This broader jurisdiction matters because courts have other remedies besides classwide injunctions that can affect large groups of noncitizens. For example, a court can issue what is called declaratory relief. As the name suggests, this relief entails a judicial pronouncement that a person or persons have certain legal rights. In the detention context, this could involve a pronouncement that a noncitizen whom the government detains for more than 180 days has the right to a bond hearing. Declaratory relief does not include a court order requiring immigration officials to provide a court hearing to every detained noncitizen. Nor does declaratory relief subject government officials to the risk of being found in contempt of court, triggering fines or other sanctions, if those officials do not provide such a hearing. Nonetheless, because the availability of declaratory relief provides a path for adjudicating and implementing rights, subject matter jurisdiction matters a great deal.

In Biden v. Texas, the majority found that 8 U.S.C. § 1252(f) did not strip lower federal courts of subject matter jurisdiction over legal challenges to removal rules, although Roberts left for another day exactly what kind of relief a district court could provide. In finding that the statute preserved subject matter jurisdiction, Roberts made arguments based on statutory text and structure. Roberts first noted that Congress did not expressly strip courts of subject matter jurisdiction. Straightforward language to this effect would have used words “far simpler” than the language Congress selected, which in rococo phrasing stripped courts of “jurisdiction or authority to enjoin or restrain” removal rules. Roberts surmised that Congress must have used the elaborate language in the statute to achieve a more nuanced result: prohibiting classwide injunctive relief while preserving subject matter jurisdiction. Moreover, Roberts observed, the statutory provision’s title in the U.S. Code—“Limits on injunctive relief”—also supported the more limited curb on judicial authority that Roberts found.

Reinforcing this argument, Roberts turned to statutory structure. In determining the meaning of statutory language, courts often turn to other parts of a statute. Roberts noted that other subsections of 8 U.S.C. § 1252 expressly eliminated subject matter jurisdiction. For example, 8 U.S.C. § 1252(a)(2) specifically describes types of immigration rulings that comprise “[m]atters not subject to judicial review.” Courts cannot consider claims based on these out-of-bounds topics, period. Roberts concluded that Congress’s failure to use similar language in 8 U.S.C. § 1252(f)(1) was a conscious choice.
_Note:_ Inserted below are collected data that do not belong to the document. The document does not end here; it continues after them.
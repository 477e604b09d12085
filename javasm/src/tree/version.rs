use std::cmp::Ordering;

/// Represents a class file version.
///
/// Listings without a `// class version` comment get the all-zero version, see [`Version::UNKNOWN`].
///
/// Take a look at [the list of class file versions](https://docs.oracle.com/javase/specs/jvms/se21/html/jvms-4.html#jvms-4.1-200-B.2).
#[derive(Debug, Clone, Copy, Default, PartialEq, Eq)]
pub struct Version {
	pub major: u16,
	pub minor: u16,
}

impl Version {
	pub const UNKNOWN: Version = Version::new(0, 0);

	pub const fn new(major: u16, minor: u16) -> Version {
		Version { major, minor }
	}

	/// Packs the version the way ASM does, with the minor version in the upper 16 bits.
	pub const fn as_u32(self) -> u32 {
		(self.minor as u32) << 16 | self.major as u32
	}
}

impl PartialOrd for Version {
	fn partial_cmp(&self, other: &Self) -> Option<Ordering> {
		Some(self.cmp(other))
	}
}

impl Ord for Version {
	fn cmp(&self, other: &Self) -> Ordering {
		self.major.cmp(&other.major)
			.then_with(|| self.minor.cmp(&other.minor))
	}
}
pub mod code;

use anyhow::{bail, Context};
use crate::macros::make_name;
use crate::tree::access::AccessFlags;
use crate::tree::annotation::{Annotation, ElementValue};
use crate::tree::class::ClassName;
use crate::tree::descriptor::check_method_descriptor;
use crate::tree::method::code::Code;
use crate::tree::type_annotation::{TargetInfoMethod, TypeAnnotation};

#[derive(Debug, Clone, PartialEq)]
pub struct Method {
	pub access: AccessFlags,
	pub name: MethodName,
	pub descriptor: MethodDescriptor,

	pub signature: Option<MethodSignature>,
	pub exceptions: Vec<ClassName>,

	pub code: Option<Code>,

	pub runtime_visible_annotations: Vec<Annotation>,
	pub runtime_invisible_annotations: Vec<Annotation>,
	pub runtime_visible_type_annotations: Vec<TypeAnnotation<TargetInfoMethod>>,
	pub runtime_invisible_type_annotations: Vec<TypeAnnotation<TargetInfoMethod>>,

	pub visible_annotable_parameter_count: Option<u8>,
	pub invisible_annotable_parameter_count: Option<u8>,
	pub runtime_visible_parameter_annotations: Vec<ParameterAnnotation>,
	pub runtime_invisible_parameter_annotations: Vec<ParameterAnnotation>,

	pub annotation_default: Option<ElementValue>,
	pub method_parameters: Vec<MethodParameter>,
}

impl Method {
	pub fn new(access: AccessFlags, name: MethodName, descriptor: MethodDescriptor, signature: Option<MethodSignature>, exceptions: Vec<ClassName>) -> Method {
		Method {
			access,
			name,
			descriptor,

			signature,
			exceptions,

			code: None,

			runtime_visible_annotations: Vec::new(),
			runtime_invisible_annotations: Vec::new(),
			runtime_visible_type_annotations: Vec::new(),
			runtime_invisible_type_annotations: Vec::new(),

			visible_annotable_parameter_count: None,
			invisible_annotable_parameter_count: None,
			runtime_visible_parameter_annotations: Vec::new(),
			runtime_invisible_parameter_annotations: Vec::new(),

			annotation_default: None,
			method_parameters: Vec::new(),
		}
	}
}

/// An entry of the `MethodParameters` attribute.
#[derive(Debug, Clone, PartialEq)]
pub struct MethodParameter {
	/// The name of the parameter, or [`None`] for a formal parameter without a name.
	pub name: Option<String>,
	pub flags: AccessFlags,
}

/// An annotation on the formal parameter with the index `parameter`.
#[derive(Debug, Clone, PartialEq)]
pub struct ParameterAnnotation {
	pub parameter: u8,
	pub annotation: Annotation,
}

make_name!(
	/// Represents a method name.
	pub MethodName;
	is_valid(s) = super::names::check_method_name(s).context("invalid method name");
);

impl MethodName {
	pub const INIT: MethodName = MethodName::from_static("<init>");
	pub const CLINIT: MethodName = MethodName::from_static("<clinit>");
}

make_name!(
	/// Represents a method descriptor, like `(ILjava/lang/String;)V`.
	pub MethodDescriptor;
	is_valid(s) = check_method_descriptor(s)
		.map(|_| ())
		.context("invalid method descriptor");
);

make_name!(
	/// Represents a method signature, for example `<T:Ljava/lang/Object;>(TT;)V`.
	pub MethodSignature;
	is_valid(s) = if s.is_empty() {
		bail!("signature must not be empty")
	} else {
		Ok(())
	};
);

/// A reference to a method, as used by the invoke instructions and by method handles.
#[derive(Debug, Clone, PartialEq, Eq, Hash)]
pub struct MethodRef {
	pub class: ClassName,
	pub name: MethodName,
	pub desc: MethodDescriptor,
}
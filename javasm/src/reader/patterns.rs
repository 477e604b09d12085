//! The patterns of the comments carrying information, like `// class version 52.0 (52)`.
//!
//! All of them ignore case, and are searched for anywhere in the comment.

use std::sync::LazyLock;
use regex::{Regex, RegexBuilder};

#[allow(clippy::expect_used)]
fn build(pattern: &str) -> Regex {
	RegexBuilder::new(pattern)
		.case_insensitive(true)
		.build()
		.expect("static patterns are valid")
}

/// Builds a pattern that ignores case and must match the whole input.
pub(crate) fn anchored(pattern: &str) -> Regex {
	build(&format!("^(?:{pattern})$"))
}

pub(crate) static CLASS_VERSION: LazyLock<Regex> = LazyLock::new(|| {
	build(r"^\s*class\s*version:?\s*(?<major>\d+)\.(?<minor>\d+)")
});
pub(crate) static SIGNATURE: LazyLock<Regex> = LazyLock::new(|| build(r"^\s*signature:?\s*(?<signature>.*)"));
pub(crate) static COMPILED_FROM: LazyLock<Regex> = LazyLock::new(|| build(r"^\s*compiled\s*from:?\s*(?<source>.*)"));
pub(crate) static ACCESS_FLAGS: LazyLock<Regex> = LazyLock::new(|| {
	build(r"^\s*access\s*flags:?\s*0x(?<flags>[0-9a-f]+)")
});
pub(crate) static DEPRECATED: LazyLock<Regex> = LazyLock::new(|| anchored(r"\s*DEPRECATED\s*"));
pub(crate) static ANNOTABLE_PARAMETER_COUNT: LazyLock<Regex> = LazyLock::new(|| {
	build(r"^\s*annotable\s*parameter\s*count:?\s*(?<count>\d+)\s*\((?<visibility>invisible|visible)\)")
});
pub(crate) static HANDLE_KIND: LazyLock<Regex> = LazyLock::new(|| {
	build(r"^\s*handle\s*kind:?\s*0x(?<kind>[0-9a-f]+)\s*:\s*(?<name>.*)")
});
pub(crate) static PARAMETER: LazyLock<Regex> = LazyLock::new(|| build(r"^\s*parameter\s+(?<rest>.*)$"));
Responding to Roberts, Alito’s dissent discussed both the text of 8 U.S.C. § 1252(f)(1) and prudential guidelines of courts that recommend deciding cases on the narrowest possible grounds. Alito noted that the statute expressly withdrew both the “authority” and the “jurisdiction” of district courts to order relief regarding removal procedure in cases not involving a single noncitizen’s removal. For Alito, whether “jurisdiction” meant all jurisdiction, including subject matter jurisdiction, was a close question that the majority decided too hastily.

Alito suggested that the better course for the court would have been one of two alternatives: (a) remand to the district court on the question of whether 8 U.S.C. § 1252(f)(1) stripped the courts of subject matter jurisdiction, or (b) issue a new briefing schedule and hold reargument in the case this October, focusing on the jurisdictional issue. At the very least, Alito suggested, the court would then have had more input from the parties on a complex issue. Moreover, if more comprehensive input from the parties persuaded the court that the statute withdrew subject matter jurisdiction, the court would not have to reach the merits at all. Even if the court ultimately reached the merits on this more reflective route, it would have had the benefit of fuller briefing and additional time for deliberation. However, since the majority had found subject matter jurisdiction, Alito also added his view on the merits, which favored the challengers to MPP’s termination (more about the merits below). 

Barrett’s dissent echoed Alito’s concern about the benefits of time and comprehensive briefing. On the merits, however, Barrett sided with the majority, adding a one-sentence approval of the reasoning of Roberts and Kavanaugh. 

While the jurisdictional point is technical, its consequences are significant. The majority’s approach paved the way for resolving an important question on the merits now, which the four dissenters would have left for the future. In addition, although the majority did not address access to declaratory relief under the INA or relief under the APA, its reasoning suggested that 8 U.S.C. § 1252(f)(1) preserved at least some relief. If the five justices in the majority were convinced that the statute precluded all possible relief apart from individual cases, the entire dispute with the dissent over subject matter jurisdiction would have been futile. If some remedies are available, then both noncitizens and third parties such as states will have an opportunity to challenge policies in court. 

Even if injunctive relief is precluded, other relief can still affect policy. The likely consequences of the majority’s jurisdictional holding will make a difference in court. Moreover, that prospect will also play a role in policymakers’ calculations, as officials factor in to their decisions the possibility of litigation.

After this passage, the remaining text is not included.